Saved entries
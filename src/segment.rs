//! Sentence segmentation.
//!
//! Splits raw notes into trimmed, whitespace-normalized sentences. A run of
//! `.`, `!` or `?` counts as a single boundary.

use lazy_static::lazy_static;
use regex::Regex;
use serde::Serialize;

lazy_static! {
    static ref WHITESPACE: Regex = Regex::new(r"\s+").unwrap();
    static ref TERMINATORS: Regex = Regex::new(r"[.!?]+").unwrap();
}

/// One sentence of the input, in original reading order.
#[derive(Debug, Clone, PartialEq, Eq, Serialize)]
pub struct Sentence {
    /// Position in the segmented sequence (zero-based, contiguous)
    pub index: usize,
    /// Trimmed text without its terminator
    pub text: String,
}

impl Sentence {
    /// Lowercased copy of the text, used for tokenizing and substring matches
    pub fn lowercase(&self) -> String {
        self.text.to_lowercase()
    }
}

/// Collapse every whitespace run to a single space and trim both ends.
pub fn normalize_whitespace(text: &str) -> String {
    WHITESPACE.replace_all(text.trim(), " ").into_owned()
}

/// Split text into sentences.
///
/// Never fails: blank input gives an empty sequence, and text without any
/// terminator comes back as one sentence.
pub fn segment(text: &str) -> Vec<Sentence> {
    let normalized = normalize_whitespace(text);

    TERMINATORS
        .split(&normalized)
        .map(str::trim)
        .filter(|fragment| !fragment.is_empty())
        .enumerate()
        .map(|(index, fragment)| Sentence {
            index,
            text: fragment.to_string(),
        })
        .collect()
}

/// Re-assemble sentences the way the extractive summary does.
pub fn join_sentences<'a, I>(sentences: I) -> String
where
    I: IntoIterator<Item = &'a Sentence>,
{
    let joined = sentences
        .into_iter()
        .map(|s| s.text.as_str())
        .collect::<Vec<_>>()
        .join(". ");
    format!("{}.", joined)
}

#[cfg(test)]
mod tests {
    use super::*;

    fn texts(sentences: &[Sentence]) -> Vec<&str> {
        sentences.iter().map(|s| s.text.as_str()).collect()
    }

    #[test]
    fn test_splits_on_each_terminator() {
        let sentences = segment("A. B! C?");
        assert_eq!(texts(&sentences), vec!["A", "B", "C"]);
        let indices: Vec<usize> = sentences.iter().map(|s| s.index).collect();
        assert_eq!(indices, vec![0, 1, 2]);
    }

    #[test]
    fn test_empty_and_blank_input() {
        assert!(segment("").is_empty());
        assert!(segment("   \n\t ").is_empty());
        assert!(segment("...!?").is_empty());
    }

    #[test]
    fn test_no_terminator_is_one_sentence() {
        let sentences = segment("  no terminator here  ");
        assert_eq!(texts(&sentences), vec!["no terminator here"]);
    }

    #[test]
    fn test_terminator_runs_are_one_boundary() {
        let sentences = segment("Wait... what?! Really.");
        assert_eq!(texts(&sentences), vec!["Wait", "what", "Really"]);
    }

    #[test]
    fn test_whitespace_is_normalized() {
        let sentences = segment("First\n\n line   here.\tSecond\r\nline.");
        assert_eq!(texts(&sentences), vec!["First line here", "Second line"]);
        assert_eq!(normalize_whitespace("  a \n b\t\tc "), "a b c");
    }

    #[test]
    fn test_resegmenting_joined_output_is_stable() {
        let original = segment("Cells divide!  Mitosis has phases? Prophase comes first.");
        let rejoined = join_sentences(&original);
        assert_eq!(rejoined, "Cells divide. Mitosis has phases. Prophase comes first.");
        assert_eq!(segment(&rejoined), original);
    }
}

» **Your task**:
All records above must be set down exactly, please.

» **Answer for this exercise**:
filename src/segment.rs
//! Sentence segmentation.
//!
//! Splits raw notes into trimmed, whitespace-normalized sentences. A run of
//! `.`, `!` or `?` counts as a single boundary.

use lazy_static::lazy_static;
use regex::Regex;
use serde::Serialize;

lazy_static! {
    static ref WHITESPACE: Regex = Regex::new(r"\s+").unwrap();
    static ref TERMINATORS: Regex = Regex::new(r"[.!?]+").unwrap();
}

/// One sentence of the input, in original reading order.
#[derive(Debug, Clone, PartialEq, Eq, Serialize)]
pub struct Sentence {
    /// Position in the segmented sequence (zero-based, contiguous)
    pub index: usize,
    /// Trimmed text without its terminator
    pub text: String,
}

impl Sentence {
    /// Lowercased copy of the text, used for tokenizing and substring matches
    pub fn lowercase(&self) -> String {
        self.text.to_lowercase()
    }
}

/// Collapse every whitespace run to a single space and trim both ends.
pub fn normalize_whitespace(text: &str) -> String {
    WHITESPACE.replace_all(text.trim(), " ").into_owned()
}

/// Split text into sentences.
///
/// Never fails: blank input gives an empty sequence, and text without any
/// terminator comes back as one sentence.
pub fn segment(text: &str) -> Vec<Sentence> {
    let normalized = normalize_whitespace(text);

    TERMINATORS
        .split(&normalized)
        .map(str::trim)
        .filter(|fragment| !fragment.is_empty())
        .enumerate()
        .map(|(index, fragment)| Sentence {
            index,
            text: fragment.to_string(),
        })
        .collect()
}

/// Re-assemble sentences the way the extractive summary does.
pub fn join_sentences<'a, I>(sentences: I) -> String
where
    I: IntoIterator<Item = &'a Sentence>,
{
    let joined = sentences
        .into_iter()
        .map(|s| s.text.as_str())
        .collect::<Vec<_>>()
        .join(". ");
    format!("{}.", joined)
}

#[cfg(test)]
mod tests {
    use super::*;

    fn texts(sentences: &[Sentence]) -> Vec<&str> {
        sentences.iter().map(|s| s.text.as_str()).collect()
    }

    #[test]
    fn test_splits_on_each_terminator() {
        let sentences = segment("A. B! C?");
        assert_eq!(texts(&sentences), vec!["A", "B", "C"]);
        let indices: Vec<usize> = sentences.iter().map(|s| s.index).collect();
        assert_eq!(indices, vec![0, 1, 2]);
    }

    #[test]
    fn test_empty_and_blank_input() {
        assert!(segment("").is_empty());
        assert!(segment("   \n\t ").is_empty());
        assert!(segment("...!?").is_empty());
    }

    #[test]
    fn test_no_terminator_is_one_sentence() {
        let sentences = segment("  no terminator here  ");
        assert_eq!(texts(&sentences), vec!["no terminator here"]);
    }

    #[test]
    fn test_terminator_runs_are_one_boundary() {
        let sentences = segment("Wait... what?! Really.");
        assert_eq!(texts(&sentences), vec!["Wait", "what", "Really"]);
    }

    #[test]
    fn test_whitespace_is_normalized() {
        let sentences = segment("First\n\n line   here.\tSecond\r\nline.");
        assert_eq!(texts(&sentences), vec!["First line here", "Second line"]);
        assert_eq!(normalize_whitespace("  a \n b\t\tc "), "a b c");
    }

    #[test]
    fn test_resegmenting_joined_output_is_stable() {
        let original = segment("Cells divide!  Mitosis has phases? Prophase comes first.");
        let rejoined = join_sentences(&original);
        assert_eq!(rejoined, "Cells divide. Mitosis has phases. Prophase comes first.");
        assert_eq!(segment(&rejoined), original);
    }
}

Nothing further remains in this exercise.